-- DATA SECTION follows --

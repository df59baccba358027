//! Event sinks for emitted target counts.
//!
//! The core's obligation ends at producing a `TargetCount`; a sink decides
//! where it goes. Transport protocols are not implemented here.

use anyhow::{anyhow, Context, Result};
use std::io::Write;
use std::sync::mpsc::Sender;

use crate::debounce::TargetCount;

/// Receiver of emitted counts.
///
/// A failed `emit` is reported to the caller, which logs it and carries on;
/// sinks do not retry.
pub trait EventSink: Send {
    fn name(&self) -> &'static str;

    fn emit(&mut self, counts: &TargetCount) -> Result<()>;
}

/// Logs every event at `info`.
#[derive(Default)]
pub struct LogSink {
    events: u64,
}

impl LogSink {
    pub fn new() -> Self {
        Self::default()
    }
}

impl EventSink for LogSink {
    fn name(&self) -> &'static str {
        "log"
    }

    fn emit(&mut self, counts: &TargetCount) -> Result<()> {
        self.events += 1;
        log::info!("occupancy event #{}: {}", self.events, counts);
        Ok(())
    }
}

/// Writes one JSON object per line, flushed per event.
pub struct JsonLinesSink<W: Write + Send> {
    writer: W,
}

impl<W: Write + Send> JsonLinesSink<W> {
    pub fn new(writer: W) -> Self {
        Self { writer }
    }

    pub fn into_inner(self) -> W {
        self.writer
    }
}

impl JsonLinesSink<std::io::Stdout> {
    pub fn stdout() -> Self {
        Self::new(std::io::stdout())
    }
}

impl<W: Write + Send> EventSink for JsonLinesSink<W> {
    fn name(&self) -> &'static str {
        "json-lines"
    }

    fn emit(&mut self, counts: &TargetCount) -> Result<()> {
        serde_json::to_writer(&mut self.writer, counts).context("encode target counts")?;
        self.writer.write_all(b"\n").context("write event line")?;
        self.writer.flush().context("flush event line")?;
        Ok(())
    }
}

/// Forwards events to an in-process receiver.
pub struct ChannelSink {
    tx: Sender<TargetCount>,
}

impl ChannelSink {
    pub fn new(tx: Sender<TargetCount>) -> Self {
        Self { tx }
    }
}

impl EventSink for ChannelSink {
    fn name(&self) -> &'static str {
        "channel"
    }

    fn emit(&mut self, counts: &TargetCount) -> Result<()> {
        self.tx
            .send(counts.clone())
            .map_err(|_| anyhow!("event receiver disconnected"))
    }
}

impl<S: EventSink + ?Sized> EventSink for Box<S> {
    fn name(&self) -> &'static str {
        (**self).name()
    }

    fn emit(&mut self, counts: &TargetCount) -> Result<()> {
        (**self).emit(counts)
    }
}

-- DATA SECTION concluded --

◆ **THE TASK**
Go over the listing above and return each line with "anyhow".

◆ **ANSWER BOX**
use anyhow::{anyhow, Context, Result};
            .map_err(|_| anyhow!("event receiver disconnected"))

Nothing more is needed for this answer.